After a few days, my aunt messaged me and told me that our new place is ready. My uncle (her husband) talked to one of his friends to reserve one room for us in their apartment. Since it was my first salary too in Chad's P3 Racing Guild, I just decided to use it to pay the rent. Good thing the rent is just 1k PHP ($20) it is already a cheap price to rent there so I sent 2kphp ($40) for my one-month deposit and one month advance to my aunt. It's ok with me even if we only live in a small room since my eldest daughter can live in our house, my aunt said, it's just close to us. Maybe I'll just be a little patient until I save up for building a small house there. It's better to suffer in a small house than to stay in this place, where I get nothing but problems and troubles.
Hopefully our lives there will change forever. I hope that little by little I will fulfill all my dreams there. I know that my family will not leave me there, since my Mom is no longer here, that I can run here in Manila, I can only run to my family on my Dad's side in Baguio. I know how much my Aunt loves me plus my Grandma is also there so I know that somehow someone will guide me there. Someone will help me in the new life I want to fulfill. I really want to live quietly and away from trouble.

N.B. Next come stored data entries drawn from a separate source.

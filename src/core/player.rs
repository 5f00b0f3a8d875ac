//! Player identification and two-sided data storage.
//!
//! ## PlayerId
//!
//! Type-safe identifier for the two players in a battle. Player 0 owns the
//! tower at the left end of the lane, player 1 the tower at the right end.
//!
//! ## PlayerPair
//!
//! Per-player data storage with O(1) access, indexable by `PlayerId`.
//! A battle always has exactly two sides, so this is a fixed pair rather
//! than a general map.

use serde::{Deserialize, Serialize};
use std::ops::{Index, IndexMut};

/// Player identifier. Only `PlayerId(0)` and `PlayerId(1)` are valid.
#[derive(Clone, Copy, Debug, PartialEq, Eq, Hash, Serialize, Deserialize)]
pub struct PlayerId(pub u8);

impl PlayerId {
    /// Create a new player ID.
    ///
    /// Panics if `id` is not 0 or 1.
    #[must_use]
    pub fn new(id: u8) -> Self {
        assert!(id < 2, "PlayerId must be 0 or 1");
        Self(id)
    }

    /// Get the raw player index (0-based).
    #[must_use]
    pub const fn index(self) -> usize {
        self.0 as usize
    }

    /// Get the opposing player.
    #[must_use]
    pub const fn opponent(self) -> Self {
        Self(1 - self.0)
    }

    /// Both player IDs in resolution order (player 0 first).
    #[must_use]
    pub const fn both() -> [PlayerId; 2] {
        [PlayerId(0), PlayerId(1)]
    }
}

impl std::fmt::Display for PlayerId {
    fn fmt(&self, f: &mut std::fmt::Formatter<'_>) -> std::fmt::Result {
        write!(f, "Player {}", self.0)
    }
}

/// Per-player data storage for the two sides of a battle.
///
/// ## Example
///
/// ```
/// use clashlane::core::{PlayerId, PlayerPair};
///
/// let mut elixir = PlayerPair::with_value(5u32);
/// elixir[PlayerId::new(1)] += 3;
///
/// assert_eq!(elixir[PlayerId::new(0)], 5);
/// assert_eq!(elixir[PlayerId::new(1)], 8);
/// ```
#[derive(Clone, Copy, Debug, PartialEq, Eq, Hash, Serialize, Deserialize)]
pub struct PlayerPair<T> {
    data: [T; 2],
}

impl<T> PlayerPair<T> {
    /// Create a pair from player 0's and player 1's values.
    #[must_use]
    pub fn new(p0: T, p1: T) -> Self {
        Self { data: [p0, p1] }
    }

    /// Create a pair with both entries set to the same value.
    #[must_use]
    pub fn with_value(value: T) -> Self
    where
        T: Clone,
    {
        Self {
            data: [value.clone(), value],
        }
    }

    /// Create a pair with values from a factory function.
    #[must_use]
    pub fn from_fn(mut factory: impl FnMut(PlayerId) -> T) -> Self {
        Self {
            data: [factory(PlayerId(0)), factory(PlayerId(1))],
        }
    }

    /// Get a reference to a player's data.
    #[must_use]
    pub fn get(&self, player: PlayerId) -> &T {
        &self.data[player.index()]
    }

    /// Get a mutable reference to a player's data.
    pub fn get_mut(&mut self, player: PlayerId) -> &mut T {
        &mut self.data[player.index()]
    }

    /// Iterate over (PlayerId, &T) pairs.
    pub fn iter(&self) -> impl Iterator<Item = (PlayerId, &T)> {
        self.data
            .iter()
            .enumerate()
            .map(|(i, v)| (PlayerId(i as u8), v))
    }

    /// Map both entries through a function, preserving sides.
    #[must_use]
    pub fn map<U>(self, f: impl Fn(T) -> U) -> PlayerPair<U> {
        let [p0, p1] = self.data;
        PlayerPair::new(f(p0), f(p1))
    }
}

impl<T> Index<PlayerId> for PlayerPair<T> {
    type Output = T;

    fn index(&self, player: PlayerId) -> &Self::Output {
        self.get(player)
    }
}

impl<T> IndexMut<PlayerId> for PlayerPair<T> {
    fn index_mut(&mut self, player: PlayerId) -> &mut Self::Output {
        self.get_mut(player)
    }
}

I have already packed our things. Tomorrow I will just take my children to my stepdad's house to say goodbye to him. Then on Monday, we will travel home to Baguio. I am also excited somehow because I will finally be away from the chaotic world of Manila. I just hope that my husband will learn there and change his life forever. I know it's hard to change someone, especially in what they are used to doing but I still hope that I can really change him for the better. Even though he is like that, I still love him and I also don't want to have a broken family.
May God help me with my plans. And thanks also to my Chad's P3 Racing Guild Scholarship for making a way for me to start a new life there in my hometown.